Sebelum keluar ruangan, ia berteriak kepada jiwa bebas Organisasi Jiwa Italia, “Ada pertarungan Raja Iblis di dalam kota! Tidak tahu berapa banyak warga biasa yang akan terdampak! Organisasi Jiwa harus segera mengirim orang untuk mengevakuasi dan menyelamatkan mereka. Aku akan segera ke sana untuk menghentikan Raja Iblis itu!” Usai bicara, ia menembus dinding markas besar Organisasi Jiwa Italia, langsung melesat ke arah pertarungan.

Di sebuah jalan raya, Varosti dan seorang pemuda berambut perak saling berhadapan di udara. Varosti semula mengenakan jubah pendeta yang pas badan, terlihat tampan dan elegan, sangat berwibawa seperti bangsawan. Tapi kini, ia tampak seperti pengemis, tubuhnya penuh luka bakar, jubah pendetanya berubah menjadi kain compang-camping. Meski pakaian jiwa hanya konsep, bisa dipulihkan dengan sedikit konsentrasi, Varosti yang sedang bertempur tak punya waktu untuk itu, sehingga ia terpaksa menghadapi pemuda berambut perak dengan pakaian pengemis.

Pemuda berambut perak di hadapannya mengenakan jubah panjang hitam, mirip jubah pendeta namun lebih anggun, dan benar-benar hitam. Berbeda jauh dengan pakaian Varosti yang rusak, jubah pemuda itu tanpa satu pun kerutan, tampak seolah ia hanya penonton.

“Luar biasa, Varosti. Kekuatanmu jauh meningkat dari setahun lalu, bahkan menghadapi Raja Iblis biasa atau makhluk kuat pun, kau tak akan kalah. Hehe, siapa yang tahu sebenarnya? Pisau militer yang kau bawa itu sebenarnya bukan senjata utamamu, justru kitab suci di tanganmu adalah senjata bawaan paling hebat di dunia, benar kan? Seribu dua ratus kapasitas senjata bawaan... Cinta Tuhan untuk umat manusia, hahahaha, bisa menembus dunia ilusi, memaksaku menunjukkan wujud asli.” Pemuda berambut perak tertawa.

Kitab suci di tangan Varosti bersinar seperti matahari kecil, memancarkan cahaya emas membentuk pelindung di sekitarnya. Namun Varosti tetap sangat serius, matanya menatap tajam pemuda berambut perak, bahkan tak berani bergerak sedikit pun.

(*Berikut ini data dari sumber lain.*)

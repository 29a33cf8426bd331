//! Lenient decimal deserialization.
//!
//! Django REST Framework renders `DecimalField` values as JSON strings
//! (`"8.94830000"`), while mock data and hand-written payloads use plain
//! numbers. These helpers accept either form.

use serde::{de, Deserialize, Deserializer};

#[derive(Deserialize)]
#[serde(untagged)]
enum NumberOrString {
    Number(f64),
    Text(String),
}

fn parse_text<E: de::Error>(text: &str) -> Result<Option<f64>, E> {
    let trimmed = text.trim();
    if trimmed.is_empty() {
        return Ok(None);
    }
    trimmed
        .parse::<f64>()
        .map(Some)
        .map_err(|_| E::custom(format!("invalid decimal value: {trimmed}")))
}

/// Deserializes a required decimal from a number or a numeric string.
pub fn deserialize_decimal<'de, D>(deserializer: D) -> Result<f64, D::Error>
where
    D: Deserializer<'de>,
{
    match NumberOrString::deserialize(deserializer)? {
        NumberOrString::Number(n) => Ok(n),
        NumberOrString::Text(s) => {
            parse_text::<D::Error>(&s)?.ok_or_else(|| de::Error::custom("empty decimal value"))
        }
    }
}

/// Deserializes an optional decimal; `null` and empty strings become `None`.
pub fn deserialize_optional_decimal<'de, D>(deserializer: D) -> Result<Option<f64>, D::Error>
where
    D: Deserializer<'de>,
{
    match Option::<NumberOrString>::deserialize(deserializer)? {
        None => Ok(None),
        Some(NumberOrString::Number(n)) => Ok(Some(n)),
        Some(NumberOrString::Text(s)) => parse_text::<D::Error>(&s),
    }
}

“Loki, apa kau benar-benar telah menyatu dengan Mata Loki? Kau tahu, senjata bawaan ini berbeda dengan senjata biasa, masih menyimpan dosa makhluk, bisa melahap kehendak dan pikiranmu! Loki, temanku, tinggalkan saja senjata itu.” Varosti menatap pemuda berambut perak.

Tawa pemuda berambut perak langsung berhenti, wajahnya berubah garang, ia hampir berteriak, “Aku sudah jadi makhluk jatuh, apa peduli dosa? Jangan sok jadi teman! Aku bukan lagi temanmu! Mati saja, Varosti! Aku tak akan membiarkanmu menjadi Raja Iblis!”

Saat bicara, mata kiri pemuda itu berkilat, dari mata yang tadinya normal tiba-tiba muncul segitiga aneh yang berputar. Dalam sekejap, Varosti menyadari semua di sekitarnya lenyap: jalan, manusia, kendaraan, dunia, semuanya lenyap... Ia berada di tengah kehampaan!

Inilah serangan khusus senjata bawaan Mata Loki, kapasitas tiga ribu empat ratus, senjata bawaan terkuat... Senjata yang pernah diwujudkan oleh Raja Iblis pertama di dunia!